Lofty claims indeed for this next crop of Copilot+ PCs, but can it cut the mustard? Snapdragon X Elite has driven an Arm revolution on Windows, so will x86 be able to keep up?
What we know so far
Intel’s Core Ultra Series 2 is set to be a (thankfully) dramatic update over the underwhelming Series 1, which focuses on maximizing AI performance, driving improvements in graphics and striving to upgrade battery life.
These come in the form of 3 key improvements in this big redesign of the silicon’s architecture:
- Power upgrades: From the move up to an Xe2 GPU that allows for integrated graphics capable of hardware-accelerated ray tracing to adding LPDDR5X RAM to the chip itself, we could be seeing double-digit gains in performance.
- A gigantic NPU: The Neural Processing Unit is now basically a given in any chipset — allowing the laptop to complete AI tasks as power efficiently as possible, rather than relying on the CPU cores that aren’t necessarily optimized to run them. Last year’s Core Ultra had an NPU capable of 11.5 Trillion Operations Per Second (TOPs), which is basically nothing. Now we’re looking at up to 48 TOPs, which clears that hurdle for Microsoft to consider it a Copilot+ PC.

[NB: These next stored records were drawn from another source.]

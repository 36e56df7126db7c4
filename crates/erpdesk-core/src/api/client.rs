//! HTTP implementation of the profile gateway.

use std::time::Duration;

use async_trait::async_trait;
use reqwest::{header, Client, RequestBuilder};
use tracing::{debug, error, info, warn};

use crate::models::UserRecord;

use super::wire::{parse_profile, parse_profile_object, parse_roster};
use super::{ApiError, ProfileGateway, RawProfile};

// ============================================================================
// Constants
// ============================================================================

/// Default base URL of the profile service
pub const DEFAULT_BASE_URL: &str = "http://localhost:8080";

const LIST_PATH: &str = "/api/user-profiles/all";
const UPDATE_PATH: &str = "/api/user-profiles/update";
const SUBMIT_PATH: &str = "/api/user-profiles/submit";

/// API client for the user-profile service.
/// Clone is cheap - reqwest::Client uses Arc internally for connection pooling.
#[derive(Clone)]
pub struct ProfileClient {
    client: Client,
    base_url: String,
}

impl ProfileClient {
    /// Create a client for `base_url`. Without a timeout the transport
    /// default applies.
    pub fn new(base_url: &str, timeout: Option<Duration>) -> Result<Self, ApiError> {
        let mut builder = Client::builder();
        if let Some(timeout) = timeout {
            builder = builder.timeout(timeout);
        }

        Ok(Self {
            client: builder.build()?,
            base_url: base_url.trim_end_matches('/').to_string(),
        })
    }

    pub fn base_url(&self) -> &str {
        &self.base_url
    }

    fn url(&self, path: &str) -> String {
        format!("{}{}", self.base_url, path)
    }

    fn json_headers(request: RequestBuilder) -> RequestBuilder {
        request
            .header(header::CONTENT_TYPE, "application/json")
            .header(header::ACCEPT, "application/json")
    }

    /// Send the request and return the body text of a 2xx response.
    /// Any other status becomes `ApiError::Status` carrying the body text.
    async fn send_for_text(request: RequestBuilder, what: &str) -> Result<String, ApiError> {
        let response = request.send().await?;
        let status = response.status();

        if status.is_success() {
            Ok(response.text().await?)
        } else {
            let body = response.text().await.unwrap_or_default();
            error!(%status, body = %body, "{} failed", what);
            Err(ApiError::from_status(status, &body))
        }
    }
}

#[async_trait]
impl ProfileGateway for ProfileClient {
    async fn list_all(&self) -> Result<Vec<UserRecord>, ApiError> {
        let url = self.url(LIST_PATH);
        debug!(url = %url, "Fetching user profiles");

        let body = Self::send_for_text(self.client.get(&url).header(header::ACCEPT, "application/json"), "List profiles").await?;
        let profiles = parse_roster(&body)?;

        info!(count = profiles.len(), "User profiles fetched");
        Ok(profiles)
    }

    async fn update_one(&self, id: &str, record: &UserRecord) -> Result<UserRecord, ApiError> {
        let url = format!("{}/{}", self.url(UPDATE_PATH), id);
        debug!(url = %url, "Updating user profile");

        let request = Self::json_headers(self.client.put(&url)).json(record);
        let body = Self::send_for_text(request, "Update profile").await?;

        info!(id = %id, "User profile updated");

        // A 2xx is success whatever the body holds; some servers answer 204
        // or plain text
        if body.trim().is_empty() {
            return Ok(record.clone());
        }
        match parse_profile(&body) {
            Ok(updated) => Ok(updated.into()),
            Err(e) => {
                warn!(id = %id, error = %e, "Unreadable update response; keeping the sent profile");
                Ok(record.clone())
            }
        }
    }

    async fn create_one(&self, record: &UserRecord) -> Result<RawProfile, ApiError> {
        let url = self.url(SUBMIT_PATH);
        debug!(url = %url, placeholder_id = %record.id, "Submitting new user profile");

        let request = Self::json_headers(self.client.post(&url)).json(record);
        let body = Self::send_for_text(request, "Submit profile").await?;

        let created = parse_profile_object(&body)?;
        info!("User profile created");
        Ok(created)
    }
}

#[cfg(test)]
mod tests {
    use super::*;
    use tokio::io::{AsyncReadExt, AsyncWriteExt};
    use tokio::net::TcpListener;
    use tokio::task::JoinHandle;

    /// Serve exactly one canned HTTP response and hand back the raw request.
    async fn serve_once(status_line: &'static str, body: &'static str) -> (String, JoinHandle<String>) {
        let listener = TcpListener::bind("127.0.0.1:0").await.unwrap();
        let addr = listener.local_addr().unwrap();

        let handle = tokio::spawn(async move {
            let (mut socket, _) = listener.accept().await.unwrap();
            let mut request = Vec::new();
            let mut chunk = [0u8; 4096];
            loop {
                let n = socket.read(&mut chunk).await.unwrap();
                if n == 0 {
                    break;
                }
                request.extend_from_slice(&chunk[..n]);
                if let Some(head_end) = request.windows(4).position(|w| w == b"\r\n\r\n") {
                    let head = String::from_utf8_lossy(&request[..head_end]).to_lowercase();
                    let content_length = head
                        .lines()
                        .find_map(|l| l.strip_prefix("content-length:"))
                        .and_then(|v| v.trim().parse::<usize>().ok())
                        .unwrap_or(0);
                    if request.len() >= head_end + 4 + content_length {
                        break;
                    }
                }
            }

            let response = format!(
                "HTTP/1.1 {}\r\nContent-Type: application/json\r\nContent-Length: {}\r\nConnection: close\r\n\r\n{}",
                status_line,
                body.len(),
                body
            );
            socket.write_all(response.as_bytes()).await.unwrap();
            String::from_utf8_lossy(&request).to_string()
        });

        (format!("http://{}", addr), handle)
    }

    #[test]
    fn test_base_url_is_normalized() {
        let client = ProfileClient::new("http://localhost:8080/", None).unwrap();
        assert_eq!(client.base_url(), "http://localhost:8080");
        assert_eq!(client.url(LIST_PATH), "http://localhost:8080/api/user-profiles/all");
    }

    #[tokio::test]
    async fn test_list_all_wrapped() {
        let (base, server) = serve_once(
            "200 OK",
            r#"{"data": [{"id": "1", "name": {"first": "A", "last": "B"}, "blood_group": "O+"}]}"#,
        )
        .await;

        let client = ProfileClient::new(&base, None).unwrap();
        let profiles = client.list_all().await.expect("list succeeds");

        assert_eq!(profiles.len(), 1);
        assert_eq!(profiles[0].blood_group.as_deref(), Some("O+"));

        let request = server.await.unwrap();
        assert!(request.starts_with("GET /api/user-profiles/all "));
    }

    #[tokio::test]
    async fn test_update_one_sends_camel_blood_group() {
        let (base, server) = serve_once("200 OK", r#"{"id": "123456", "bloodGroup": "AB+"}"#).await;

        let client = ProfileClient::new(&base, None).unwrap();
        let mut record = crate::models::seed_profiles().remove(0);
        record.blood_group = Some("AB+".to_string());

        let updated = client.update_one(&record.id, &record).await.expect("update succeeds");
        assert_eq!(updated.blood_group.as_deref(), Some("AB+"));

        let request = server.await.unwrap();
        assert!(request.starts_with("PUT /api/user-profiles/update/123456 "));
        assert!(request.contains(r#""bloodGroup":"AB+""#));
        assert!(!request.contains("Blood-group"));
    }

    #[tokio::test]
    async fn test_update_one_no_content_is_success() {
        let (base, server) = serve_once("204 No Content", "").await;

        let client = ProfileClient::new(&base, None).unwrap();
        let record = crate::models::seed_profiles().remove(1);

        let updated = client.update_one(&record.id, &record).await.expect("204 is a successful update");
        assert_eq!(updated, record);
        server.await.unwrap();
    }

    #[tokio::test]
    async fn test_update_one_plain_text_body_is_success() {
        let (base, server) = serve_once("200 OK", "OK").await;

        let client = ProfileClient::new(&base, None).unwrap();
        let record = crate::models::seed_profiles().remove(0);

        let updated = client.update_one(&record.id, &record).await.expect("2xx is a successful update");
        assert_eq!(updated, record);
        server.await.unwrap();
    }

    #[tokio::test]
    async fn test_create_one_error_carries_body() {
        let (base, server) = serve_once("400 Bad Request", "username already exists").await;

        let client = ProfileClient::new(&base, None).unwrap();
        let result = client.create_one(&UserRecord::blank_template()).await;

        match result {
            Err(ApiError::Status { status, body }) => {
                assert_eq!(status, 400);
                assert_eq!(body, "username already exists");
            }
            other => panic!("expected status error, got {:?}", other.map(|_| ())),
        }

        let request = server.await.unwrap();
        assert!(request.starts_with("POST /api/user-profiles/submit "));
    }

    #[tokio::test]
    async fn test_unreachable_server_is_network_error() {
        let listener = std::net::TcpListener::bind("127.0.0.1:0").unwrap();
        let addr = listener.local_addr().unwrap();
        drop(listener);

        let client = ProfileClient::new(&format!("http://{}", addr), Some(Duration::from_secs(2))).unwrap();
        let result = client.list_all().await;
        assert!(matches!(result, Err(ApiError::Network(_))));
    }
}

- Going “micro” on the battery efficiency: We’re seeing Intel moving over to a new Lion Cove architecture for its performance cores, and Skymont for efficiency cores. These are bringing lofty promises, such as 35% improved battery life when in video calls.
Can it stand up to Arm?
That’s the ultimate question here. We’ve already tested the first of the x86 Copilot+ PC laptops in the Asus Zenbook S16, and I’m currently testing the ProArt P16. And while there are certainly improvements over what we expect in the x86 space, they’re not coming close to getting that great balance between performance and power efficiency that the Arm likes of HP Omnibook X has achieved.
Intel’s striking a better balance between performance (P) and efficiency (E) cores this time round, and with a drastically expanded NPU from the 11.5 TOPs of Intel Core Ultra to over 45 means power efficiency of running the various small AI-based tasks that run at the heart of Windows should theoretically improve.
But no matter the improvements, it seems as if the older, less power-efficient x86 way of a CPU working is hard to workaround. Time will tell, though.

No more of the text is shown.